Terpin-4-ol appears to increase the activity of white blood cells. - those that fight germs.  The oil helps to control underarm odor related to perspiration. As a repellent, tea tree oil repels mosquitoes and flies.  As a topical, tea tree oil decreases healing time in wounds. It also reduces or suppresses inflammation and helps the severity of eczema flairs.  Used as a diluted topical solution requires a minimum of 45 days use to see optimal results.

Medical experts consider tea tree oil to be safe as a topical treatment.  You can apply it directly to the skin on a daily basis.  Application to the skin seldom causes irritation.  That said, in some cases it may cause skin irritation and swelling.  With acne application it can cause skin dryness, itching, stinging, burning and redness in some instances.

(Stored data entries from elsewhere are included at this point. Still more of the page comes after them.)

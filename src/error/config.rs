use thiserror::Error;

#[derive(Error, Debug)]
pub enum ConfigError {
    /// Environment variable is set to a value the configuration cannot use.
    ///
    /// # Fields
    /// - `var` - Name of the environment variable
    /// - `value` - The rejected value
    #[error("Invalid value '{value}' for environment variable {var}")]
    InvalidValue { var: String, value: String },
}
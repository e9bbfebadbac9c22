use sea_orm::entity::prelude::*;

/// Per-store override of a single category attribute.
#[derive(Clone, Debug, PartialEq, Eq, DeriveEntityModel)]
#[sea_orm(table_name = "category_store_value")]
pub struct Model {
    #[sea_orm(primary_key)]
    pub id: i32,
    pub category_id: i32,
    pub store_id: i32,
    pub attribute_code: String,
    #[sea_orm(column_type = "Text")]
    pub value: String,
}

#[derive(Copy, Clone, Debug, EnumIter, DeriveRelation)]
pub enum Relation {
    #[sea_orm(
        belongs_to = "super::category::Entity",
        from = "Column::CategoryId",
        to = "super::category::Column::Id",
        on_update = "Cascade",
        on_delete = "Cascade"
    )]
    Category,
    #[sea_orm(
        belongs_to = "super::store::Entity",
        from = "Column::StoreId",
        to = "super::store::Column::Id",
        on_update = "Cascade",
        on_delete = "Cascade"
    )]
    Store,
}

impl Related<super::category::Entity> for Entity {
    fn to() -> RelationDef {
        Relation::Category.def()
    }
}

impl Related<super::store::Entity> for Entity {
    fn to() -> RelationDef {
        Relation::Store.def()
    }
}

impl ActiveModelBehavior for ActiveModel {}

Tea tree oil can be a powerful tool in the fight against acne. Pure tea tree oil can be mixed with water (in a ratio of 1x tea tree oil to 9x water) to make a holistic acne solution. Simply apply the mixture to affected areas with a cotton swab once or twice a day or as needed.  This solution appears to be as effective as 5% benzoyl peroxide (BPO) for treating acne - though it works slower than BPO.

Despite all that we know about tea tree oil and its biological properties and potential for clinical uses, tea tree oil is still not completely understood. The US Food & Drug Administration (FDA) has only authorized tea tree oil for use as an antiseptic. It can be labeled as an OTC drug for the treatment of minor cuts, minor bums, scrapes, abrasions, insect bites and stings.  It cannot be used in medical claims for other conditions (e.g. acne, eczema, killing bacteria). We at DermaHarmony would support an expanded claim-set.

In human OTC drugs, tea tree oil is commonly formulated with salicylic acid or sulfur to treat acne.  Both sulfur and salicylic acid are approved for the treatment of acne and allow a drug claim.  The tea tree oil in these products – including the DermaHarmony Sulfur Soap - does not come with a drug claim.

At high concentrations tea tree oil is believe to be an endocrine disruptor. It can also be an allergen, irritant, and contribute to reproductive and non-reproductive organ system toxicity. EWG Skin Deep gives pure tea tree oil a 6 on their scale. The score is high - concerning. DermaHarmony uses tea tree at concentrations below 2% by weight.  At this level tea tree oil is believe very safe.  Tea tree is an approved Whole Foods Premium Body Care Ingredient – meaning that Tea Tree Oil is efficacious and safe for bodies and the planet.